私は原作を知らないんだけど、舞台が1920年代のアメリカから現代の東京になっているだけで、おそらくストーリーについて原作から大きな改変はないんだと思う。それゆえにかなり違和感がある。東京が舞台なのに日本人がひとりも登場しないのも(まあそれはそういうコミュニティだとすればなんとか…)、現代なのにスマートフォンがあまり登場せず全てを固定電話でやりとりするのも(LINEして、みたいなセリフはあるけど)、そもそも登場人物の性格も…マートルとデイジーについて特にそれが顕著で、マートルについては豊かな生活をしたいなら自分で稼ぐべきだし、デイジーについては令和の時代にあの自我のなさはヤバい。舞台を現代にしたことによって、そのあたりの感情移入できなさが際立ってしまっていると感じる。


一言で言うと胸糞な話なのでどうしてこんなに人気なのかよくわからないんだけど、人は胸糞が好きってことなのかな。とにかく全員どうしようもない中でニックだけがまだちゃんとしてる。時代のギャップが大きいんだろうけどロミジュリに対して感じるような、なんでそうなる?という感覚がすごい。まずギャツビーは消える前に事情をデイジーに説明するべきだし、自分の生まれなどの説明をしたら彼女が離れると思うならどっちにしろ早晩うまくいかなくなるのは目に見えてる、トムはマジで有害な男らしさを煮詰めたみたいな男で最悪にキモい、自分の浮気を正当化するならデイジーの浮気も認めろと思うし、マートルはとにかく働けと思うし、デイジーは浮気されて辛いと言いつつトムと結婚したのは金があったからだろと思うと自業自得ではという気もするし…全員無理なんだよな…というかこの話でいちばんよくわからないのは、ギャツビーがここまで人生を注ぎ込むほどの魅力がデイジーに全く感じられないことで(これは演者さんがどうこうではなく、そもそもの物語に対して思う)こんな悲劇のヒロインぶるだけの女の何がそんなによかったの?女の趣味悪すぎない?と思うんだけど、一方でギャツビーはデイジーの意志を無視して話を進めようとするくだりもあったりして本当に好きなの?とも思う、そもそも自分の生まれに強烈なコンプレックスを感じていたであろうギャツビー的には、デイジーの薄っぺらさや残酷さこそが「良家の娘」としてのブランドに感じたのかな…嫌な話だ…。

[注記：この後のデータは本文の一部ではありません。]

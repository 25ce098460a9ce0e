use std::path::PathBuf;
use tracing::info;

use super::artifacts::relative;
use super::report::{ComplianceReport, Finding, FindingKind};
use super::{placeholder_count, read_artifact, resolve_session, unreadable, ComplianceError};
use crate::layout::{ArtifactKind, PathResolver};

pub const REQUIRED_FEEDBACK_SECTIONS: [&str; 5] = [
    "External / Internal Feedback",
    "Impacted Artifacts",
    "Risks / Issues Raised",
    "Actions / Follow-ups",
    "Decision Log",
];

/// Audits a session's feedback document for the required sections
#[derive(Debug, Clone)]
pub struct FeedbackAuditor {
    root: PathBuf,
    placeholder_marker: String,
}

impl FeedbackAuditor {
    pub const CHECK_NAME: &'static str = "audit-feedback";

    pub fn new(root: impl Into<PathBuf>, placeholder_marker: impl Into<String>) -> Self {
        Self {
            root: root.into(),
            placeholder_marker: placeholder_marker.into(),
        }
    }

    pub fn audit(
        &self,
        project: &str,
        session: Option<&str>,
        resolve_session_from_pointer: bool,
    ) -> Result<ComplianceReport, ComplianceError> {
        let resolver = PathResolver::new(&self.root);
        let (session, source) =
            resolve_session(&resolver, project, session, resolve_session_from_pointer)?;
        let mut report = ComplianceReport::new(Self::CHECK_NAME, project, &session, source, false);

        let path = resolver.canonical_path(project, &session, ArtifactKind::Feedback);
        let shown = relative(&self.root, &path);

        if !path.is_file() {
            report.push(
                Finding::error(FindingKind::MissingArtifact, &shown, "Missing feedback file")
                    .for_artifact(ArtifactKind::Feedback),
            );
            return Ok(report);
        }

        let text = match read_artifact(&path) {
            Ok(text) => text,
            Err(e) => {
                report.push(unreadable(&shown, &e).for_artifact(ArtifactKind::Feedback));
                return Ok(report);
            }
        };
        for section in REQUIRED_FEEDBACK_SECTIONS {
            if !text.contains(section) {
                report.push(
                    Finding::error(
                        FindingKind::MissingSection,
                        &shown,
                        format!("Missing section in feedback: {section}"),
                    )
                    .for_artifact(ArtifactKind::Feedback),
                );
            }
        }
        if placeholder_count(&text, &self.placeholder_marker) > 0 {
            report.push(
                Finding::warning(
                    FindingKind::Placeholder,
                    &shown,
                    format!("Feedback contains placeholder {}", self.placeholder_marker),
                )
                .for_artifact(ArtifactKind::Feedback),
            );
        }

        info!(project, session = %session, passed = report.passed(), "Feedback audit finished");
        Ok(report)
    }
}

#[cfg(test)]
mod tests {
    use super::*;
    use std::fs;
    use tempfile::TempDir;

    fn write_feedback(temp_dir: &TempDir, content: &str) {
        let path = PathResolver::new(temp_dir.path()).canonical_path(
            "Acme",
            "launch",
            ArtifactKind::Feedback,
        );
        fs::create_dir_all(path.parent().unwrap()).unwrap();
        fs::write(path, content).unwrap();
    }

    #[test]
    fn test_complete_feedback_passes() {
        let temp_dir = TempDir::new().unwrap();
        let content = REQUIRED_FEEDBACK_SECTIONS
            .iter()
            .map(|s| format!("## {s}\n- noted\n"))
            .collect::<String>();
        write_feedback(&temp_dir, &content);

        let report = FeedbackAuditor::new(temp_dir.path(), "[REQUIRES INPUT]")
            .audit("Acme", Some("launch"), false)
            .unwrap();
        assert!(report.passed());
        assert!(report.findings.is_empty());
    }

    #[test]
    fn test_missing_sections_are_listed() {
        let temp_dir = TempDir::new().unwrap();
        write_feedback(&temp_dir, "## Decision Log\n[REQUIRES INPUT]\n");

        let report = FeedbackAuditor::new(temp_dir.path(), "[REQUIRES INPUT]")
            .audit("Acme", Some("launch"), false)
            .unwrap();
        assert_eq!(report.error_count(), 4);
        assert_eq!(report.warning_count(), 1);
    }

    #[test]
    fn test_non_utf8_feedback_is_audited() {
        let temp_dir = TempDir::new().unwrap();
        let path = PathResolver::new(temp_dir.path()).canonical_path(
            "Acme",
            "launch",
            ArtifactKind::Feedback,
        );
        fs::create_dir_all(path.parent().unwrap()).unwrap();
        let mut content = b"# Feedback \xe9\xff\n".to_vec();
        for section in REQUIRED_FEEDBACK_SECTIONS {
            content.extend_from_slice(format!("## {section}\n- none\n").as_bytes());
        }
        fs::write(path, content).unwrap();

        let report = FeedbackAuditor::new(temp_dir.path(), "[REQUIRES INPUT]")
            .audit("Acme", Some("launch"), false)
            .unwrap();
        assert!(report.passed(), "{:?}", report.findings);
    }

    #[test]
    fn test_missing_feedback_file() {
        let temp_dir = TempDir::new().unwrap();
        let report = FeedbackAuditor::new(temp_dir.path(), "[REQUIRES INPUT]")
            .audit("Acme", Some("launch"), false)
            .unwrap();
        assert_eq!(report.error_count(), 1);
        assert_eq!(
            report.findings[0].path,
            PathBuf::from("projects/Acme/sessions/launch/feedback/feedback.md")
        );
    }
}
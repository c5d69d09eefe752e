//! Plain UDP/53 transport with automatic TCP fallback on truncation.

use std::net::SocketAddr;
use std::time::Duration;

use async_trait::async_trait;
use hickory_client::client::{AsyncClient, ClientHandle};
use hickory_client::udp::UdpClientStream;
use hickory_proto::op::Message;
use hickory_proto::xfer::DnsRequestOptions;

use super::tcp::TcpTransport;
use super::transport::{build_query, rcode_is_success, validate_response, Transport};
use crate::error::{Error, Result};
use crate::types::Question;

pub struct UdpTransport {
    addr: SocketAddr,
    fallback: TcpTransport,
}

impl UdpTransport {
    pub fn new(addr: SocketAddr) -> Self {
        Self {
            addr,
            fallback: TcpTransport::new(addr),
        }
    }
}

#[async_trait]
impl Transport for UdpTransport {
    async fn resolve(&self, q: &Question, timeout: Duration) -> Result<Message> {
        let query = build_query(q);
        let stream = UdpClientStream::builder(self.addr, tokio::net::UdpSocket::bind).build();
        let (mut client, bg) =
            tokio::time::timeout(timeout, AsyncClient::connect(stream))
                .await
                .map_err(|_| Error::Timeout)?
                .map_err(|e| Error::NetworkUnavailable(e.to_string()))?;
        tokio::spawn(bg);

        let response = tokio::time::timeout(
            timeout,
            client.send(hickory_proto::xfer::DnsRequest::new(query.clone(), DnsRequestOptions::default())),
        )
        .await
        .map_err(|_| Error::Timeout)?
        .map_err(|e| Error::NetworkUnavailable(e.to_string()))?;

        let message: Message = response.into();
        validate_response(&query, &message)?;

        if message.truncated() {
            return self.fallback.resolve(q, timeout).await;
        }

        if !rcode_is_success(message.response_code()) {
            return Err(Error::UpstreamRcode(message.response_code()));
        }
        Ok(message)
    }

    fn scheme(&self) -> &'static str {
        "udp"
    }
}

村田充さんは背が高くスタイルが良く顔が強いのでとんでもない派手な柄スーツもよく似合っていたし、あと歌がうまいということを初めて知った。ニックの黒木さんも地に足のついた堅実さとかわいさが感じられて良かった。執事のハーツォグ、マイクパフォーマンスうまくてウケた。「グラスは落とさないが女は落とす!」好き。あとパーティーの場面でキャストの歌とダンスがあって、冒頭に招待客のロキシーが1曲歌うんだけど引くほどうまかった。カラオケバトルの人なのか。バーテンダーがシェイカーで机を叩く音を会話の中の発砲音に重ねたりとか、ラブシーンで照明を全部落として演者が操作するベッドサイドランプの灯りだけにしたりとか、細かいところがおもしろかった。ただシェイカーの音がでかいのでセリフと被るとやや聞き取りづらい。

中盤、デイジーとギャツビーが再会する場面は完全に笑いに振っていて、挙動不審なギャツビーはかわいかったが、舞台上に客からの祝い花を出して宛名を紹介する演出は個人的にはちょっと受け付けなかった、ロビーまでは全然いいと思うんだけど。


とにかくなんで舞台を現代の東京にしたんだろうということに尽きる。別に原作設定のままでもギャツビー邸に来た気持ちになることはできると思うんだけど…逆に東京にするならもっと大胆に翻案したらよかったのでは…でも衣装がかわいいしダンスも楽しくて舞台は派手だし、ギリ観て損ではなかったかなという感想。